Wartesaal, Disco und Kulturtempel: 100 Jahre Barmer Bahnhof
Seit nunmehr 100 Jahren steht das imposante Gebäude für außergewöhnliche Architektur und großartige Veranstaltungen.
Barmen. Die Uhr muss wieder laufen. Für Thomas Leipoldt, den Inhaber der Bahnhofsbuchhandlung Jos. Linz & Sohn, war das jahrelang die große Sorge. Mit gutem Grund. Denn auf dieser Uhr erschienen statt Ziffern die Buchstaben „Wuppertal Barmen“. Wer hinaufschaute, fand dort das Sinnbild einer stehengeblieben Zeit im Stadtteil.
Leipoldt gelang es, nicht nur die Uhr mit ihrem komplizierten Räderwerk wieder ans Laufen zu bringen. Der Kraftakt kostete ihn ein gutes Stück seines Lebens. Was kaum jemand weiß: Von ihm stammte die Idee, die sich Alfred Biolek und Gigi Campi auf die Fahnen schreiben sollten. „Mit dem Bahnhof ging es Ende der 80er Jahre bergab. Die Schalterhallen wurden geschlossen. Den Pächtern der Läden kündigte die Bahn“, erzählt Leipoldt, der Kapitän zur See gewesen war, bevor er 1976 den urgroßelterlichen Bahnhofskiosk übernommen hatte.
„Ich bin damals nach Köln gefahren, um mit der Bahn über ein größeres Projekt im Bahnhof zu verhandeln. Am Nebentisch saß Gigi Campi, der das Gespräch mithörte.“ Campi zählte mit Biolek zu den Betreibern des „Alten Wartesaals“ in Köln. Die beiden erkannten eine Chance und schnappten Leipoldt den Bahnhof vor der Nase weg. Sie hatten große Pläne, wollten den alten Ostflügel wieder aufbauen und nebenan ein Hotel errichten.
Mit ihren Veranstaltungen brachten sie einen Hauch von Glamour nach Barmen, doch war der Bahnhof am Ende nur noch eine gefragte Disco und wurde wegen verschärfter Brandauflagen 2001 geschlossen.

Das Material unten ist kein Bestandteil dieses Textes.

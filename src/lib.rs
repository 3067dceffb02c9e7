//! `futures-bundle` library crate.
//!
//! The binary (`fbundle`) is a thin wrapper around this library so that:
//!
//! - the scraping and resolution logic is testable without the network
//! - the expiration resolver can be reused by other ingest jobs

pub mod app;
pub mod bundle;
pub mod cli;
pub mod data;
pub mod domain;
pub mod error;
pub mod expiry;
pub mod logging;
pub mod report;
pub mod symbols;
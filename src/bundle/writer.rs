//! Bundle output.
//!
//! The pipeline hands finished tables to a `BundleWriter`; the CSV writer lays
//! them out as
//!
//! ```text
//! <out_dir>/futures.csv
//! <out_dir>/root_symbols.csv
//! <out_dir>/daily/<symbol>.csv
//! ```

use std::path::{Path, PathBuf};

use chrono::NaiveDate;
use serde::Serialize;

use crate::domain::{FutureAsset, PriceBar, RootSymbolRecord};
use crate::error::{AppError, EXIT_CONFIG};

pub trait BundleWriter {
    fn write_assets(&mut self, futures: &[FutureAsset], roots: &[RootSymbolRecord]) -> Result<(), AppError>;

    /// `bars` all belong to `symbol` and are in date order.
    fn write_daily_bars(&mut self, symbol: &str, bars: &[PriceBar]) -> Result<(), AppError>;
}

#[derive(Debug, Clone)]
pub struct CsvBundleWriter {
    out_dir: PathBuf,
    files_written: usize,
}

#[derive(Serialize)]
struct DailyRow {
    date: NaiveDate,
    open: Option<f64>,
    high: Option<f64>,
    low: Option<f64>,
    close: Option<f64>,
    settle: Option<f64>,
    volume: Option<f64>,
    open_interest: Option<f64>,
}

impl From<&PriceBar> for DailyRow {
    fn from(bar: &PriceBar) -> Self {
        Self {
            date: bar.date,
            open: bar.open,
            high: bar.high,
            low: bar.low,
            close: bar.close,
            settle: bar.settle,
            volume: bar.volume,
            open_interest: bar.open_interest,
        }
    }
}

impl CsvBundleWriter {
    pub fn new(out_dir: impl Into<PathBuf>) -> Result<Self, AppError> {
        let out_dir = out_dir.into();
        let daily = out_dir.join("daily");
        std::fs::create_dir_all(&daily)
            .map_err(|e| AppError::new(EXIT_CONFIG, format!("Failed to create '{}': {e}", daily.display())))?;
        Ok(Self {
            out_dir,
            files_written: 0,
        })
    }

    pub fn out_dir(&self) -> &Path {
        &self.out_dir
    }

    pub fn files_written(&self) -> usize {
        self.files_written
    }

    fn write_table<T: Serialize>(&mut self, path: &Path, rows: impl IntoIterator<Item = T>) -> Result<(), AppError> {
        let mut writer = csv::Writer::from_path(path)
            .map_err(|e| AppError::new(EXIT_CONFIG, format!("Failed to create '{}': {e}", path.display())))?;
        for row in rows {
            writer
                .serialize(row)
                .map_err(|e| AppError::new(EXIT_CONFIG, format!("Failed to write '{}': {e}", path.display())))?;
        }
        writer
            .flush()
            .map_err(|e| AppError::new(EXIT_CONFIG, format!("Failed to write '{}': {e}", path.display())))?;
        self.files_written += 1;
        Ok(())
    }
}

impl BundleWriter for CsvBundleWriter {
    fn write_assets(&mut self, futures: &[FutureAsset], roots: &[RootSymbolRecord]) -> Result<(), AppError> {
        let futures_path = self.out_dir.join("futures.csv");
        self.write_table(&futures_path, futures)?;
        let roots_path = self.out_dir.join("root_symbols.csv");
        self.write_table(&roots_path, roots)
    }

    fn write_daily_bars(&mut self, symbol: &str, bars: &[PriceBar]) -> Result<(), AppError> {
        let path = self.out_dir.join("daily").join(format!("{symbol}.csv"));
        self.write_table(&path, bars.iter().map(DailyRow::from))
    }
}

/// Feed `bars` (sorted by symbol, then date) to `writer` one symbol at a time.
///
/// Only symbols in `keep` are written. Returns the number of symbols written.
pub fn write_all_bars<W: BundleWriter + ?Sized>(
    writer: &mut W,
    bars: &[PriceBar],
    keep: &std::collections::HashSet<&str>,
) -> Result<usize, AppError> {
    let mut written = 0;
    for group in bars.chunk_by(|a, b| a.symbol == b.symbol) {
        let symbol = group[0].symbol.as_str();
        if !keep.contains(symbol) {
            continue;
        }
        writer.write_daily_bars(symbol, group)?;
        written += 1;
    }
    Ok(written)
}
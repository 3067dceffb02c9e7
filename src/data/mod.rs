//! Vendor data access.

pub mod vendor;

pub use vendor::{PriceTable, VendorClient, VendorSettings, load_prices, load_specs};
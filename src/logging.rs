//! Tracing setup.
//!
//! Two layers:
//! - stdout, filtered by `RUST_LOG` (default `info`)
//! - a per-run error log at `warn` level, named
//!   `expiration_downloader_errors_<YYYY-mm-dd_HH-MM>.log`
//!
//! The error log is optional: commands that never touch the network pass no
//! directory and leave no file behind. When present, the returned guard
//! flushes the file writer on drop, so `run` holds it until the process is
//! done.

use std::path::{Path, PathBuf};

use chrono::Local;
use tracing_appender::non_blocking::WorkerGuard;
use tracing_appender::rolling::{RollingFileAppender, Rotation};
use tracing_subscriber::filter::LevelFilter;
use tracing_subscriber::{EnvFilter, Layer, fmt, layer::SubscriberExt, util::SubscriberInitExt};

use crate::error::{AppError, EXIT_CONFIG};

pub fn error_log_name() -> String {
    format!("expiration_downloader_errors_{}.log", Local::now().format("%Y-%m-%d_%H-%M"))
}

/// Install the global subscriber.
///
/// With `error_log_dir`, also returns the file writer guard and the log path.
pub fn init_logging(error_log_dir: Option<&Path>) -> Result<Option<(WorkerGuard, PathBuf)>, AppError> {
    let stdout_filter = EnvFilter::try_from_default_env().unwrap_or_else(|_| EnvFilter::new("info"));
    let stdout_layer = fmt::layer().with_target(false).compact().with_filter(stdout_filter);

    let (file_layer, error_log) = match error_log_dir {
        Some(dir) => {
            let (appender, path) = error_log_appender(dir)?;
            let (file_writer, guard) = tracing_appender::non_blocking(appender);
            let layer = fmt::layer()
                .with_writer(file_writer)
                .with_ansi(false)
                .with_target(true)
                .with_filter(LevelFilter::WARN);
            (Some(layer), Some((guard, path)))
        }
        None => (None, None),
    };

    tracing_subscriber::registry()
        .with(stdout_layer)
        .with(file_layer)
        .try_init()
        .map_err(|e| AppError::new(EXIT_CONFIG, format!("Failed to install logger: {e}")))?;

    Ok(error_log)
}

fn error_log_appender(log_dir: &Path) -> Result<(RollingFileAppender, PathBuf), AppError> {
    std::fs::create_dir_all(log_dir)
        .map_err(|e| AppError::new(EXIT_CONFIG, format!("Failed to create log dir '{}': {e}", log_dir.display())))?;

    let name = error_log_name();
    let appender = RollingFileAppender::builder()
        .rotation(Rotation::NEVER)
        .filename_prefix(&name)
        .build(log_dir)
        .map_err(|e| AppError::new(EXIT_CONFIG, format!("Failed to open error log in '{}': {e}", log_dir.display())))?;
    Ok((appender, log_dir.join(name)))
}
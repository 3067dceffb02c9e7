//! Command-line parsing for the futures bundle builder.
//!
//! Parsing and dispatch live here and in `app`; nothing below this layer
//! knows about clap.

use std::path::PathBuf;

use clap::{Args, Parser, Subcommand};

/// Top-level CLI.
#[derive(Debug, Parser)]
#[command(name = "fbundle", version, about = "Futures bundle builder with exchange expiration dates")]
pub struct Cli {
    #[command(subcommand)]
    pub command: Command,
}

#[derive(Debug, Subcommand)]
pub enum Command {
    /// Download (or load) vendor data, resolve expirations and write the bundle.
    Ingest(IngestArgs),
    /// Build or refresh only the expiration table and print a summary.
    Expirations(CommonArgs),
    /// Print expiration dates for the given contract codes using the cache.
    Lookup(LookupArgs),
}

/// Options shared by every subcommand.
#[derive(Debug, Args, Clone)]
pub struct CommonArgs {
    /// Directory holding vendor archives, meta.csv and the expiration cache.
    #[arg(long, default_value = "bundles")]
    pub data_dir: PathBuf,

    /// Directory for the per-run error log.
    #[arg(long, default_value = ".")]
    pub log_dir: PathBuf,

    /// Use files from a previous run instead of downloading.
    #[arg(long)]
    pub offline: bool,

    /// Log progress for long-running steps.
    #[arg(long)]
    pub progress: bool,

    /// Ignore contracts whose year is earlier than this.
    #[arg(long)]
    pub min_year: Option<i32>,

    /// Restrict the run to these root symbols (comma-separated).
    #[arg(long, value_delimiter = ',')]
    pub contracts: Vec<String>,
}

#[derive(Debug, Args, Clone)]
pub struct IngestArgs {
    #[command(flatten)]
    pub common: CommonArgs,

    /// Bundle output directory.
    #[arg(long, default_value = "bundles/futures")]
    pub out_dir: PathBuf,
}

#[derive(Debug, Args, Clone)]
pub struct LookupArgs {
    /// Contract codes, long (`ESZ2024`) or short (`ESZ24`) form.
    #[arg(required = true)]
    pub symbols: Vec<String>,

    #[arg(long, default_value = "bundles")]
    pub data_dir: PathBuf,
}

Über alle Turbulenzen hinweg stand Leipoldt treu zu seiner Idee, verpflichtet durch den Familienbetrieb. Schließlich konnte er seinen Schwager Kurt Rydl für das Projekt gewinnen. Ende 2008 kaufte der berühmte Wiener „Megabass“ den Bahnhof, doch bis zur Wiedereröffnung als Kulturtempel sollten noch zwei Jahre der Mühen vergehen.

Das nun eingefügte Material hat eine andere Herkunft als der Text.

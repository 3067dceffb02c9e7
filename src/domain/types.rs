//! Shared domain types.
//!
//! Records are plain named-field structs so they can be read from vendor CSV
//! files, carried through the pipeline and written back out without any
//! positional column handling.

use std::path::PathBuf;
use std::time::Duration;

use chrono::NaiveDate;
use serde::{Deserialize, Serialize};

/// Contracts whose data ends more than this many days before the newest
/// observation are considered expired.
pub const ACTIVE_GRACE_DAYS: i64 = 2;

/// Number of calendar fetches between two throttle pauses.
pub const THROTTLE_EVERY: usize = 250;

/// Length of a throttle pause.
pub const THROTTLE_PAUSE: Duration = Duration::from_secs(10);

/// Per-request timeout for every HTTP call.
pub const HTTP_TIMEOUT: Duration = Duration::from_secs(30);

/// Default number of attempts for the vendor bulk download.
pub const DEFAULT_DOWNLOAD_ATTEMPTS: usize = 5;

/// Auto-close and notice dates sit this many days before expiration.
pub const AUTO_CLOSE_OFFSET_DAYS: i64 = 2;

/// One contract as published in the vendor metadata table.
#[derive(Debug, Clone, PartialEq, Eq, Serialize, Deserialize)]
pub struct ContractSpec {
    pub code: String,
    #[serde(default)]
    pub name: String,
    #[serde(default)]
    pub description: String,
    pub from_date: NaiveDate,
    pub to_date: NaiveDate,
}

/// A contract that survived the specification filter.
#[derive(Debug, Clone, PartialEq, Eq)]
pub struct ActiveContract {
    /// Long-form vendor code, e.g. `ESZ2024`.
    pub symbol: String,
    pub root_symbol: String,
    pub calendar_url: String,
    /// Short-form exchange code, e.g. `ESZ24`.
    pub exch_symbol: String,
    pub to_date: NaiveDate,
}

/// One row of an exchange expiration spreadsheet.
#[derive(Debug, Clone, PartialEq, Eq)]
pub struct CalendarRow {
    /// Short-form code rebuilt from the canonical root.
    pub product_code: String,
    pub last_trade_date: NaiveDate,
}

/// A resolved expiration, as persisted in the cache file.
#[derive(Debug, Clone, PartialEq, Eq, Serialize, Deserialize)]
pub struct ExpirationEntry {
    pub symbol: String,
    pub expiration_date: NaiveDate,
}

/// Where a resolved expiration date came from.
#[derive(Debug, Clone, Copy, PartialEq, Eq, Hash, Serialize, Deserialize)]
#[serde(rename_all = "snake_case")]
pub enum ExpirationSource {
    /// Exchange calendar (or the cache of a previous scrape).
    Scraped,
    /// Last date the vendor has data for an expired contract.
    VendorEndDate,
    /// Calculated third Friday of the contract month.
    ThirdFriday,
}

impl ExpirationSource {
    pub const ALL: [ExpirationSource; 3] = [
        ExpirationSource::Scraped,
        ExpirationSource::VendorEndDate,
        ExpirationSource::ThirdFriday,
    ];

    pub fn label(self) -> &'static str {
        match self {
            ExpirationSource::Scraped => "exchange calendar",
            ExpirationSource::VendorEndDate => "vendor end date",
            ExpirationSource::ThirdFriday => "third friday",
        }
    }
}

/// One daily bar from the vendor bulk archive.
#[derive(Debug, Clone, PartialEq, Serialize, Deserialize)]
pub struct PriceBar {
    pub symbol: String,
    pub date: NaiveDate,
    pub open: Option<f64>,
    pub high: Option<f64>,
    pub low: Option<f64>,
    pub close: Option<f64>,
    pub change: Option<f64>,
    pub settle: Option<f64>,
    pub volume: Option<f64>,
    pub open_interest: Option<f64>,
}

/// Per-root contract terms from the hand-maintained `meta.csv`.
#[derive(Debug, Clone, PartialEq, Serialize, Deserialize)]
pub struct RootMeta {
    pub root_symbol: String,
    pub name: String,
    pub exchange: String,
    pub multiplier: f64,
    pub tick_size: f64,
    pub sector: String,
    pub sub_sector: String,
}

/// Bundle record for one futures contract.
#[derive(Debug, Clone, PartialEq, Serialize, Deserialize)]
pub struct FutureAsset {
    pub sid: usize,
    pub symbol: String,
    pub root_symbol: String,
    pub asset_name: String,
    pub start_date: NaiveDate,
    pub end_date: NaiveDate,
    pub first_traded: NaiveDate,
    pub expiration_date: NaiveDate,
    pub auto_close_date: NaiveDate,
    pub notice_date: NaiveDate,
    pub expiration_year: i32,
    pub exchange: String,
    pub multiplier: f64,
    pub tick_size: f64,
    pub active: bool,
    #[serde(skip)]
    pub expiration_source: Option<ExpirationSource>,
}

/// Bundle record for one root symbol.
#[derive(Debug, Clone, PartialEq, Eq, Serialize, Deserialize)]
pub struct RootSymbolRecord {
    pub root_symbol_id: usize,
    pub root_symbol: String,
    pub sector: String,
    pub exchange: String,
    pub description: String,
}

/// Resolved settings for an ingest run (CLI + environment).
#[derive(Debug, Clone)]
pub struct IngestConfig {
    /// Where vendor files, `meta.csv` and the expiration cache live.
    pub data_dir: PathBuf,
    /// Where the bundle is written.
    pub out_dir: PathBuf,
    /// Where the per-run error log is created.
    pub log_dir: PathBuf,
    /// `true`: fetch fresh data from the vendor and the exchange.
    pub download: bool,
    pub show_progress: bool,
    /// Drop contracts whose year is below this.
    pub min_year: Option<i32>,
    /// Restrict the run to these roots (empty = all).
    pub contracts: Vec<String>,
}

impl IngestConfig {
    pub fn expiration_cache(&self) -> PathBuf {
        self.data_dir.join("expiration_dates.csv")
    }

    pub fn specs_archive(&self) -> PathBuf {
        self.data_dir.join("CME_metadata.zip")
    }

    pub fn price_archive(&self) -> PathBuf {
        self.data_dir.join("CME_price_data.zip")
    }

    pub fn meta_file(&self) -> PathBuf {
        self.data_dir.join("meta.csv")
    }
}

„Ich erinnere mich sehr gut an diese Räume“, sagte Alfred Biolek, als er 2011 bei einem Pressegespräch wieder im Empfangssaal des Bahnhofs saß. Es habe sich nur wenig verändert, doch sei es moderner und vor allem viel sauberer geworden.
In diesem properen Rahmen wird mittlerweile ein buntes Programm von Party bis Kabarett serviert. Zudem haben dort schon tolle Firmenfeiern stattgefunden. Der Reiz aller Veranstaltungen besteht darin, dass durch die riesigen Fenster der Blick auf die Stadt fällt und dass die Gäste auch von Emporen aus auf Bühne und Tanzfläche schauen.
Gleich nebenan wissen sie die Hochkultur bei den Wuppertaler Bühnen in guten Händen. Für Christiane und Kurt Rydl war die Nähe zum Opernhaus ein wichtiges Argument, sich für den Bahnhof zu entscheiden. Es bleibt ihr Wunsch, eines Tages auch die ganz großen Stars der Musikwelt in ihr Haus zu holen.